Configuring credential mapping with local user groups by using the command line

Use the command line to configure the appliance to authorize users by using local user group definitions.

About this task

You can use commands to configure role based management such that the appliance uses local user groups for user authorization. You must create user groups as a separate operation.

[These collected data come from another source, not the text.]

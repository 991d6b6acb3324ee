use std::sync::Arc;

use arrow::array::{ArrayRef, Int64Array, StringArray};
use arrow::datatypes::{DataType, Field, Schema};
use arrow::record_batch::RecordBatch;
use parquet::arrow::ArrowWriter;
use parquet::file::properties::WriterProperties;

use synthhub_core::schema::{Cell, ColumnKind};

use crate::errors::ExportError;
use crate::model::EntityTable;

/// Render an entity table as Parquet bytes. Text columns map to nullable
/// Utf8, integer columns to non-null Int64.
pub fn render_parquet(table: &EntityTable) -> Result<Vec<u8>, ExportError> {
    let fields: Vec<Field> = table
        .columns
        .iter()
        .map(|col| match col.kind {
            ColumnKind::Int => Field::new(col.name, DataType::Int64, false),
            ColumnKind::Text => Field::new(col.name, DataType::Utf8, true),
        })
        .collect();
    let schema = Arc::new(Schema::new(fields));

    let mut arrays: Vec<ArrayRef> = Vec::with_capacity(table.columns.len());
    for (index, col) in table.columns.iter().enumerate() {
        let array: ArrayRef = match col.kind {
            ColumnKind::Int => {
                let values: Vec<i64> = table
                    .rows
                    .iter()
                    .map(|row| match row.get(index) {
                        Some(Cell::Int(value)) => *value,
                        _ => 0,
                    })
                    .collect();
                Arc::new(Int64Array::from(values))
            }
            ColumnKind::Text => {
                let values: Vec<Option<String>> = table
                    .rows
                    .iter()
                    .map(|row| match row.get(index) {
                        Some(Cell::Text(value)) => Some(value.clone()),
                        Some(Cell::Int(value)) => Some(value.to_string()),
                        _ => None,
                    })
                    .collect();
                Arc::new(StringArray::from(values))
            }
        };
        arrays.push(array);
    }

    let batch = RecordBatch::try_new(Arc::clone(&schema), arrays)?;
    let mut buffer = Vec::new();
    let props = WriterProperties::builder().build();
    let mut writer = ArrowWriter::try_new(&mut buffer, schema, Some(props))?;
    writer.write(&batch)?;
    writer.close()?;
    Ok(buffer)
}
use std::collections::HashMap;

use synthhub_core::records::{LobType, VIN_ALPHABET};
use synthhub_core::settings::DatasetSettings;
use synthhub_core::validation::validate_bundle;
use synthhub_generate::{derive_profiles, generate, GenerateError};

#[test]
fn generate_is_deterministic() {
    let settings = DatasetSettings::default();
    let a = generate(&settings, 25, Some(777), true).expect("run generation A");
    let b = generate(&settings, 25, Some(777), true).expect("run generation B");
    assert_eq!(a, b, "identical (records, seed) must yield identical bundles");
}

#[test]
fn different_seeds_diverge() {
    let settings = DatasetSettings::default();
    let a = generate(&settings, 10, Some(1), true).expect("run generation A");
    let b = generate(&settings, 10, Some(2), true).expect("run generation B");
    assert_ne!(a.persons, b.persons);
}

#[test]
fn omitted_seed_uses_the_default() {
    let settings = DatasetSettings::default();
    let implicit = generate(&settings, 5, None, true).expect("implicit seed");
    let explicit =
        generate(&settings, 5, Some(settings.default_seed), true).expect("explicit seed");
    assert_eq!(implicit, explicit);
}

#[test]
fn first_person_id_is_stable_across_runs() {
    let settings = DatasetSettings::default();
    let a = generate(&settings, 3, Some(7), true).expect("run A");
    let b = generate(&settings, 3, Some(7), true).expect("run B");
    assert_eq!(a.persons[0].person_id, b.persons[0].person_id);
}

#[test]
fn zero_records_is_an_invalid_argument() {
    let settings = DatasetSettings::default();
    let err = generate(&settings, 0, Some(42), true).expect_err("zero records must fail");
    assert!(matches!(err, GenerateError::InvalidArgument(_)));
}

#[test]
fn bundle_counts_match_collections() {
    let settings = DatasetSettings::default();
    let bundle = generate(&settings, 12, Some(5), true).expect("run generation");
    assert_eq!(bundle.metadata.record_count_persons, 12);
    assert_eq!(bundle.metadata.record_count_vehicles, 12);
    assert_eq!(bundle.metadata.record_count_profiles, 12);
    assert_eq!(bundle.persons.len(), 12);
    assert_eq!(bundle.vehicles.len(), 12);
    assert_eq!(bundle.profiles.len(), 12);
}

#[test]
fn every_vehicle_resolves_to_its_person() {
    let settings = DatasetSettings::default();
    let bundle = generate(&settings, 40, Some(99), true).expect("run generation");

    let persons: HashMap<&str, LobType> = bundle
        .persons
        .iter()
        .map(|person| (person.person_id.as_str(), person.lob_type))
        .collect();
    assert_eq!(persons.len(), bundle.persons.len(), "person ids must be unique");

    for vehicle in &bundle.vehicles {
        let lob = persons
            .get(vehicle.person_id.as_str())
            .expect("vehicle references a person in the same bundle");
        assert_eq!(*lob, vehicle.lob_type);
    }
}

#[test]
fn vehicles_mirror_their_persons_garaging_address() {
    let settings = DatasetSettings::default();
    let bundle = generate(&settings, 20, Some(4), false).expect("run generation");
    for (person, vehicle) in bundle.persons.iter().zip(&bundle.vehicles) {
        assert_eq!(vehicle.person_id, person.person_id);
        assert_eq!(vehicle.garaging_state, person.state);
        assert_eq!(vehicle.garaging_postal_code, person.postal_code);
    }
}

#[test]
fn vins_use_only_the_governed_alphabet() {
    let settings = DatasetSettings::default();
    let bundle = generate(&settings, 50, Some(13), false).expect("run generation");
    for vehicle in &bundle.vehicles {
        assert_eq!(vehicle.vin.len(), 17);
        for byte in vehicle.vin.bytes() {
            assert!(
                VIN_ALPHABET.contains(&byte),
                "unexpected VIN character {:?}",
                char::from(byte)
            );
        }
        assert!(!vehicle.vin.contains(['I', 'O', 'Q']));
    }
}

#[test]
fn address_line_2_populated_for_every_third_record() {
    let settings = DatasetSettings::default();
    let bundle = generate(&settings, 9, Some(11), false).expect("run generation");
    for (index, person) in bundle.persons.iter().enumerate() {
        assert_eq!(person.address_line_2.is_some(), index % 3 == 0);
    }
}

#[test]
fn include_profiles_false_yields_empty_profiles() {
    let settings = DatasetSettings::default();
    let bundle = generate(&settings, 6, Some(3), false).expect("run generation");
    assert!(bundle.profiles.is_empty());
    assert_eq!(bundle.metadata.record_count_profiles, 0);
}

#[test]
fn profiles_rederive_with_identical_ids() {
    let settings = DatasetSettings::default();
    let bundle = generate(&settings, 15, Some(21), true).expect("run generation");
    let rederived = derive_profiles(
        &bundle.persons,
        &bundle.vehicles,
        &settings.synthetic_marker,
    );
    assert_eq!(bundle.profiles, rederived);
}

#[test]
fn profiles_skip_persons_without_vehicles() {
    let settings = DatasetSettings::default();
    let bundle = generate(&settings, 5, Some(8), false).expect("run generation");
    // Drop one vehicle; its person should be silently skipped.
    let vehicles = &bundle.vehicles[1..];
    let profiles = derive_profiles(&bundle.persons, vehicles, &settings.synthetic_marker);
    assert_eq!(profiles.len(), 4);
    assert!(profiles
        .iter()
        .all(|profile| profile.person_id != bundle.persons[0].person_id));
}

#[test]
fn profile_lob_distribution_favors_personal() {
    let settings = DatasetSettings::default();
    let bundle = generate(&settings, 500, Some(1234), false).expect("run generation");
    let personal = bundle
        .persons
        .iter()
        .filter(|person| person.lob_type == LobType::Personal)
        .count();
    // 70/30 split with generous slack for a 500-draw sample.
    assert!(personal > 250, "personal share unexpectedly low: {personal}");
    assert!(personal < 450, "personal share unexpectedly high: {personal}");
}

#[test]
fn generated_bundle_passes_validation() {
    let settings = DatasetSettings::default();
    let bundle = generate(&settings, 30, Some(77), true).expect("run generation");
    let (ok, errors) = validate_bundle(&bundle);
    assert!(ok, "unexpected validation errors: {errors:?}");
}
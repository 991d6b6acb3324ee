//! Export orchestration: renders each requested artifact in memory, hashes
//! it, writes it, then writes the manifest and README describing the run.

use std::collections::BTreeMap;
use std::fs;
use std::path::{Path, PathBuf};

use serde::Serialize;
use sha2::{Digest, Sha256};
use tracing::info;

use synthhub_core::records::SnapshotBundle;

use crate::errors::ExportError;
use crate::manifest::build_manifest;
use crate::model::{table_for, Entity, ExportOptions, Format};
use crate::output::csv::render_csv;
use crate::output::ndjson::render_ndjson;
use crate::output::parquet::render_parquet;
use crate::readme::render_readme;

const FALLBACK_SYNTHETIC_SOURCE: &str = "synthhub v0.1";

/// Write the bundle's artifacts into `out_dir`, creating it if needed.
///
/// Returns a map from artifact label to the path written. Checksums in the
/// manifest are computed over the exact bytes on disk.
pub fn export(
    bundle: &SnapshotBundle,
    out_dir: &Path,
    options: &ExportOptions,
) -> Result<BTreeMap<String, PathBuf>, ExportError> {
    fs::create_dir_all(out_dir)?;

    let slug = bundle.metadata.dataset_version.replace('.', "_");
    let mut sink = ArtifactSink::new(out_dir);

    for entity in options.selected_entities() {
        if options.formats.contains(&Format::Csv) {
            let bytes = render_csv(&table_for(bundle, entity))?;
            sink.write(
                entity_label(entity, Format::Csv),
                format!("{}_{slug}.csv", entity.as_str()),
                bytes,
            )?;
        }
        if options.formats.contains(&Format::Ndjson) {
            let bytes = match entity {
                Entity::Persons => render_ndjson(&bundle.persons)?,
                Entity::Vehicles => render_ndjson(&bundle.vehicles)?,
                Entity::Profiles => render_ndjson(&bundle.profiles)?,
            };
            sink.write(
                entity_label(entity, Format::Ndjson),
                format!("{}_{slug}.ndjson", entity.as_str()),
                bytes,
            )?;
        }
        if options.formats.contains(&Format::Parquet) {
            let bytes = render_parquet(&table_for(bundle, entity))?;
            sink.write(
                entity_label(entity, Format::Parquet),
                format!("{}_{slug}.parquet", entity.as_str()),
                bytes,
            )?;
        }
    }

    if options.formats.contains(&Format::Json) {
        sink.write(
            "dataset_json".to_string(),
            format!("dataset_{slug}.json"),
            render_json(bundle)?,
        )?;
        sink.write(
            "metadata_json".to_string(),
            format!("metadata_{slug}.json"),
            render_json(&bundle.metadata)?,
        )?;
    }

    let synthetic_source = bundle
        .persons
        .first()
        .map(|person| person.synthetic_source.as_str())
        .unwrap_or(FALLBACK_SYNTHETIC_SOURCE);
    let manifest = build_manifest(bundle, synthetic_source, sink.artifacts, sink.checksums);
    let mut written = sink.written;

    let manifest_path = out_dir.join(format!("snapshot_manifest_{slug}.json"));
    fs::write(&manifest_path, render_json(&manifest)?)?;
    written.insert("manifest".to_string(), manifest_path);

    let readme_path = out_dir.join(format!("README_SNAPSHOT_{}.md", slug.to_uppercase()));
    fs::write(&readme_path, render_readme(&manifest, options.seed_hint))?;
    written.insert("readme".to_string(), readme_path);

    info!(
        out_dir = %out_dir.display(),
        artifacts = written.len(),
        persons = bundle.metadata.record_count_persons,
        vehicles = bundle.metadata.record_count_vehicles,
        profiles = bundle.metadata.record_count_profiles,
        "snapshot exported"
    );

    Ok(written)
}

/// Accumulates the written artifact names, their checksums, and the
/// label-to-path map returned to the caller.
struct ArtifactSink<'a> {
    out_dir: &'a Path,
    artifacts: BTreeMap<String, String>,
    checksums: BTreeMap<String, String>,
    written: BTreeMap<String, PathBuf>,
}

impl<'a> ArtifactSink<'a> {
    fn new(out_dir: &'a Path) -> Self {
        Self {
            out_dir,
            artifacts: BTreeMap::new(),
            checksums: BTreeMap::new(),
            written: BTreeMap::new(),
        }
    }

    fn write(&mut self, label: String, file_name: String, bytes: Vec<u8>) -> Result<(), ExportError> {
        let path = self.out_dir.join(&file_name);
        self.checksums.insert(label.clone(), sha256_hex(&bytes));
        fs::write(&path, bytes)?;
        self.artifacts.insert(label.clone(), file_name);
        self.written.insert(label, path);
        Ok(())
    }
}

fn entity_label(entity: Entity, format: Format) -> String {
    format!("{}_{}", entity.as_str(), format.as_str())
}

fn render_json<T: Serialize>(value: &T) -> Result<Vec<u8>, serde_json::Error> {
    let mut bytes = serde_json::to_vec_pretty(value)?;
    bytes.push(b'\n');
    Ok(bytes)
}

fn sha256_hex(bytes: &[u8]) -> String {
    let mut hasher = Sha256::new();
    hasher.update(bytes);
    hex::encode(hasher.finalize())
}
//! `sourcery` CLI - Resolve a media item into playable stream links

use std::sync::Arc;
use std::time::Duration;

use anyhow::Result;
use clap::{Parser, Subcommand};
use tracing::Level;
use tracing_subscriber::FmtSubscriber;

use sourcery::{HttpTransport, MediaIdentity, SourceResolver};

#[derive(Parser)]
#[command(name = "sourcery")]
#[command(about = "Resolve a media item into playable stream URLs and subtitles")]
#[command(version)]
struct Cli {
    #[command(subcommand)]
    command: Commands,
}

#[derive(Subcommand)]
enum Commands {
    /// Resolve one media item
    Resolve {
        /// Media title
        title: String,

        /// Release year
        year: u16,

        /// Primary catalog id (e.g., TMDB id)
        id: String,

        /// External catalog id (e.g., tt1234567)
        #[arg(long)]
        imdb: Option<String>,

        /// Season number (marks the item as a show)
        #[arg(short, long)]
        season: Option<u32>,

        /// Episode number
        #[arg(short, long)]
        episode: Option<u32>,

        /// Overall deadline in seconds
        #[arg(short, long)]
        timeout: Option<u64>,

        /// Return whatever was collected when the deadline hits
        #[arg(long)]
        best_effort: bool,
    },

    /// List the currently healthy providers
    Providers,
}

#[tokio::main]
async fn main() -> Result<()> {
    // Initialize logging
    FmtSubscriber::builder()
        .with_max_level(Level::INFO)
        .with_target(false)
        .compact()
        .init();

    let cli = Cli::parse();
    let config = sourcery::config::load()?;
    let transport = Arc::new(HttpTransport::new()?);
    let resolver = SourceResolver::new(transport, config.backend.clone(), config.key.clone());

    match cli.command {
        Commands::Resolve {
            title,
            year,
            id,
            imdb,
            season,
            episode,
            timeout,
            best_effort,
        } => {
            if config.key.secret.is_empty() {
                println!("⚠️  No cipher key configured; encrypted backends will fail");
            }

            let mut identity = MediaIdentity::new(title, year, id);
            if let Some(imdb) = imdb {
                identity = identity.with_imdb_id(imdb);
            }

            println!("🔎 Resolving: {} ({})", identity.title, identity.release_year);

            let result = match timeout {
                Some(secs) => {
                    resolver
                        .resolve_within(
                            &identity,
                            season,
                            episode,
                            Duration::from_secs(secs),
                            best_effort,
                        )
                        .await?
                }
                None => resolver.resolve(&identity, season, episode).await?,
            };

            println!("\n📺 Streams ({}):", result.variants.len());
            for variant in &result.variants {
                println!("   {} -> {}", variant.label, variant.url);
            }

            println!("\n💬 Subtitles ({}):", result.subtitles.len());
            for subtitle in &result.subtitles {
                println!("   [{}] {}", subtitle.language, subtitle.url);
            }
        }

        Commands::Providers => {
            let providers = resolver.directory().list_providers().await?;
            println!("🛰  {} providers (fallback order):", providers.len());
            for (index, provider) in providers.iter().enumerate() {
                println!("   {}. {provider}", index + 1);
            }
        }
    }

    Ok(())
}
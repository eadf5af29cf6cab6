//! Resolution coordinator
//!
//! The fallback state machine: `Start -> TryProvider(i) -> {Success |
//! TryProvider(i+1)} -> Exhausted`. Providers are tried strictly
//! sequentially — order encodes priority and attempts have network side
//! effects that must not interleave — and the first working provider
//! wins. Failures are folded into a fallback decision and only the last
//! attempt's cause escapes, wrapped in
//! [`ResolveError::ResolutionExhausted`].

use std::collections::HashSet;
use std::sync::Arc;
use std::time::Duration;

use tokio::sync::mpsc::{self, UnboundedSender};
use tokio::time::Instant;
use tracing::{error, info, instrument, warn};

use crate::client::{HttpMethod, Transport};

use super::aggregate::{Aggregator, ResolvedItem};
use super::crypto::{self, SourceKey};
use super::directory::ProviderDirectory;
use super::query;
use super::types::{
    EncryptedEnvelope, MediaIdentity, PayloadFormat, ResolutionResult, StreamVariant,
    SubtitleTrack,
};
use super::{AttemptError, ResolveError, Result};

/// How the search query travels to the backend.
#[derive(Debug, Clone)]
pub enum QueryMode {
    /// Plain GET with the query as a URL parameter.
    Get,
    /// Encrypted POST form with an app-key verify digest.
    SealedForm { app_key: String },
}

/// Configuration record for one aggregator backend.
///
/// Near-identical backends differ only by this record; there is one
/// resolver implementation, not one per backend.
#[derive(Debug, Clone)]
pub struct BackendConfig {
    /// Display name, used in diagnostics.
    pub name: String,
    /// API base URL, no trailing slash.
    pub base_url: String,
    /// Origin/Referer the backend expects.
    pub origin: String,
    pub query_mode: QueryMode,
}

/// Resolves one media item into playable streams and subtitles.
///
/// The transport and key are shared read-only across all attempts;
/// nothing here mutates them. A stale key is reported through
/// [`ResolveError::DecryptionFailed`] in the exhaustion cause, never by
/// in-place key state.
pub struct SourceResolver {
    transport: Arc<dyn Transport>,
    config: BackendConfig,
    key: SourceKey,
    headers: Vec<(String, String)>,
}

impl SourceResolver {
    pub fn new(transport: Arc<dyn Transport>, config: BackendConfig, key: SourceKey) -> Self {
        let headers = vec![
            ("Origin".to_string(), config.origin.clone()),
            ("Referer".to_string(), config.origin.clone()),
            ("X-Requested-With".to_string(), "XMLHttpRequest".to_string()),
        ];
        Self {
            transport,
            config,
            key,
            headers,
        }
    }

    /// Directory client for this backend's status endpoint.
    pub fn directory(&self) -> ProviderDirectory {
        ProviderDirectory::new(
            Arc::clone(&self.transport),
            self.config.base_url.clone(),
            self.headers.clone(),
        )
    }

    /// Resolve into a buffered result.
    #[instrument(skip(self, identity), fields(title = %identity.title, backend = %self.config.name))]
    pub async fn resolve(
        &self,
        identity: &MediaIdentity,
        season: Option<u32>,
        episode: Option<u32>,
    ) -> Result<ResolutionResult> {
        let mut result = ResolutionResult::default();
        self.resolve_inner(identity, season, episode, None, false, |item| match item {
            ResolvedItem::Variant(v) => result.variants.push(v),
            ResolvedItem::Subtitle(s) => result.subtitles.push(s),
        })
        .await?;
        Ok(result)
    }

    /// Resolve with incremental delivery through callbacks.
    ///
    /// Produces exactly the same final set as [`Self::resolve`].
    pub async fn resolve_with(
        &self,
        identity: &MediaIdentity,
        season: Option<u32>,
        episode: Option<u32>,
        mut on_variant: impl FnMut(StreamVariant) + Send,
        mut on_subtitle: impl FnMut(SubtitleTrack) + Send,
    ) -> Result<()> {
        self.resolve_inner(identity, season, episode, None, false, |item| match item {
            ResolvedItem::Variant(v) => on_variant(v),
            ResolvedItem::Subtitle(s) => on_subtitle(s),
        })
        .await
    }

    /// Resolve under an overall deadline.
    ///
    /// On expiry, in-flight fetches are abandoned. With `best_effort`
    /// the partial accumulation collected so far is returned; otherwise
    /// the call fails with [`ResolveError::Cancelled`].
    pub async fn resolve_within(
        &self,
        identity: &MediaIdentity,
        season: Option<u32>,
        episode: Option<u32>,
        deadline: Duration,
        best_effort: bool,
    ) -> Result<ResolutionResult> {
        let mut result = ResolutionResult::default();
        let outcome = self
            .resolve_inner(
                identity,
                season,
                episode,
                Some(Instant::now() + deadline),
                best_effort,
                |item| match item {
                    ResolvedItem::Variant(v) => result.variants.push(v),
                    ResolvedItem::Subtitle(s) => result.subtitles.push(s),
                },
            )
            .await;
        match outcome {
            Ok(()) => Ok(result),
            Err(err) => Err(err),
        }
    }

    /// Shared core: drives the fallback loop as a producer and merges
    /// its item stream through a single consumer (dedup by URL), so the
    /// buffered and callback entry points cannot diverge.
    async fn resolve_inner(
        &self,
        identity: &MediaIdentity,
        season: Option<u32>,
        episode: Option<u32>,
        deadline: Option<Instant>,
        best_effort: bool,
        mut sink: impl FnMut(ResolvedItem),
    ) -> Result<()> {
        let query = query::build_query(identity, season, episode)?;

        let (tx, mut rx) = mpsc::unbounded_channel();
        let produce = self.run(&query, tx);
        tokio::pin!(produce);

        // Far-future sentinel keeps the select arm simple when no
        // deadline was requested.
        let expiry = deadline.unwrap_or_else(|| Instant::now() + Duration::from_secs(86_400));

        let mut outcome: Option<Result<()>> = None;
        let mut seen: HashSet<String> = HashSet::new();

        loop {
            tokio::select! {
                item = rx.recv() => match item {
                    Some(item) => {
                        if seen.insert(item.url().to_string()) {
                            sink(item);
                        }
                    }
                    // Producer finished and dropped its sender.
                    None => break,
                },
                res = &mut produce, if outcome.is_none() => {
                    outcome = Some(res);
                }
                () = tokio::time::sleep_until(expiry), if deadline.is_some() => {
                    if best_effort && !seen.is_empty() {
                        warn!("deadline reached, returning partial results");
                        return Ok(());
                    }
                    return Err(ResolveError::Cancelled);
                }
            }
        }

        outcome.unwrap_or(Ok(()))
    }

    /// The fallback loop proper.
    async fn run(&self, search_query: &str, tx: UnboundedSender<ResolvedItem>) -> Result<()> {
        let providers = self.directory().list_providers().await?;

        let mut last: Option<(String, ResolveError)> = None;
        for (index, provider) in providers.iter().enumerate() {
            match self.attempt(provider, search_query, &tx).await {
                Ok(()) => {
                    info!(provider = %provider, "resolved");
                    return Ok(());
                }
                Err(err) => {
                    if index + 1 < providers.len() {
                        error!(provider = %provider, %err, "attempt failed, falling through");
                    }
                    last = Some((provider.clone(), err));
                }
            }
        }

        match last {
            Some((provider, cause)) => Err(ResolveError::ResolutionExhausted {
                provider,
                cause: Some(Box::new(cause)),
            }),
            // Defensive terminal; the loop above always records a failure
            // for a non-empty provider list.
            None => Err(ResolveError::ResolutionExhausted {
                provider: String::new(),
                cause: None,
            }),
        }
    }

    /// One provider attempt: search -> resolve -> decode -> aggregate.
    async fn attempt(
        &self,
        provider: &str,
        search_query: &str,
        tx: &UnboundedSender<ResolvedItem>,
    ) -> Result<()> {
        let reference = self.search(provider, search_query).await?;
        let envelope = self.fetch_envelope(provider, &reference).await?;
        let source = crypto::decrypt(&envelope, &self.key)?;

        let aggregator = Aggregator::new(self.transport.as_ref(), &self.headers, provider);
        aggregator.aggregate_into(&source, tx).await
    }

    /// Search step: returns the opaque resource reference.
    async fn search(&self, provider: &str, search_query: &str) -> Result<String> {
        let resp = match &self.config.query_mode {
            QueryMode::Get => {
                let url = format!(
                    "{}/search?provider={}&query={}",
                    self.config.base_url,
                    provider,
                    urlencoding::encode(search_query),
                );
                self.transport.request(&url, &self.headers).await?
            }
            QueryMode::SealedForm { app_key } => {
                let url = format!("{}/search?provider={provider}", self.config.base_url);
                let form = query::seal_query(search_query, &self.key, app_key)?;
                self.transport
                    .form_request(&url, HttpMethod::Post, &form, &self.headers)
                    .await?
            }
        };

        if !resp.is_success() {
            return Err(AttemptError::SearchStatus(resp.status).into());
        }

        let body: serde_json::Value = serde_json::from_str(&resp.body)?;
        body.get("url")
            .and_then(|v| v.as_str())
            .map(str::to_string)
            .ok_or_else(|| AttemptError::MissingResourceRef.into())
    }

    /// Resolve step: fetches the source payload for a resource reference
    /// and tags its format.
    async fn fetch_envelope(&self, provider: &str, reference: &str) -> Result<EncryptedEnvelope> {
        let url = format!(
            "{}/provider?resourceId={}&provider={}&v={}&h={}",
            self.config.base_url,
            urlencoding::encode(reference),
            provider,
            self.key.version,
            self.key.id,
        );
        let resp = self.transport.request(&url, &self.headers).await?;

        if !resp.is_success() {
            return Err(AttemptError::ResolveStatus(resp.status).into());
        }
        if resp.body.contains("\"error\"") {
            error!(provider = %provider, body = %resp.body, "resolve error marker");
            return Err(AttemptError::ErrorMarker.into());
        }

        let value: serde_json::Value = serde_json::from_str(&resp.body)?;
        let format = if value.get("sources").is_some_and(serde_json::Value::is_string) {
            PayloadFormat::AesEncryptedJson
        } else {
            PayloadFormat::PlainJson
        };

        Ok(EncryptedEnvelope {
            body: resp.body,
            format,
        })
    }
}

You can specify that an LDAP directory is searched for groups that the authenticated user belongs to, then the returned groups are mapped onto local user groups. The LDAP query should search for groups that the user belongs to. Do not configure a search that looks for users in a particular group; if the search returns users you will be attempting to map groups onto users, rather than users onto groups.

Procedure

  1. Connect to the IBM® MQ Appliance as described in Command line access. Log in as an administrative user.
  2. Type config to enter global configuration mode.
  3. Type the following command to configure role based management: 
    rbm
  4. Enter the following command to specify the local user group authorization method: 
    mc-method local
  5. If you are using local user groups to authorize LDAP users, define an LDAP search to retrieve the user group for the authenticated user, that can in turn be mapped onto a local user group. Enter the following commands:
    1. Specify that you want to perform an LDAP search: 
      mc-ldap-search on
    2. Specify the server and password for connecting to the LDAP server: 
      mc-server-host host
mc-server-port port
      Where host is the IP address or domain name of the LDAP server and port is usually 389, or 636 for an SSL connection.
    3. If you have configured a load balancer group for LDAP access and created a profile, specify the profile by using the following command: 
      mc-loadbalancer-group name
      Where name is the name of the load balancer group profile.
    4. Specify the Distinguished Name and password that the appliance uses to bind to the LDAP server to perform the search by using the following commands. (Omit these commands if you are using an anonymous bind to access the LDAP server.) 
      mc-ldap-bind-dn dn
mc-ldap-bind-password password
      Where dn is the Distinguished Name and password is the password.
    5. Specify the LDAP search parameters by entering the following command: 
      mc-ldap-parameters parameters_name
      Where parameters_name is the name of a set of LDAP search parameters that you have previously defined using the ldap-search-parameters command. Your search must look for the user group or groups that the authenticated user belongs to, and return one or more user group names.
    6. Specify a timeout for the LDAP search. This is the time that the appliance will attempt to connect to the LDAP server before closing the connection. The default is 60 seconds. Specify 0 to never timeout. 
      mc-ldap-readtimeout timeout
      Where timeout specifies the duration of the timeout period.
    7. If you want to use an SSL (TLS) connection to the LDAP server, specify an SSL client profile to use by entering the following commands: 
      ssl-client-type client
ssl-client client_profile
      Where client_profile is the name of a client profile that you have previously created.
  6. Save your configuration and exit.

Example

The following example configures the appliance to use the authorization details defined by local user groups.

mqa# config
Global configuration mode
mqa(config)# rbm
Modify RBM Settings configuration

mqa(config rbm)# mc-method local
mqa(config rbm)# exit
mqa(config)# write memory
Overwrite previously saved configuration? Yes/No [y/n]: y
Configuration saved successfully.
The following commands configure the appliance to use the authorization details defined by local user groups, performing an LDAP search to retrieve user group names from an LDAP repository:
mqa# config
Global configuration mode
mqa(config)# rbm
Modify RBM Settings configuration

mqa(config rbm)# mc-method local
mqa(config rbm)# mc-ldap-search on
mqa(config rbm)# mc-server-host LDAP_serv1
mqa(config rbm)# mc-server-port 389
mqa(config rbm)# mc-ldap-bind-dn "cn=proxyuser"
mqa(config rbm)# mc-ldap-bind-password p@Ssw0rd
mqa(config rbm)# mc-ldap-parameters ldap1-MC
mqa(config rbm)# mc-ldap-readtimeout 120
mqa(config rbm)# exit
mqa(config)# write memory
Overwrite previously saved configuration? Yes/No [y/n]: y
Configuration saved successfully.

What to do next

After specifying the credential mapping method, you can next configure the password policy for your local users (password policy does not apply to other user types).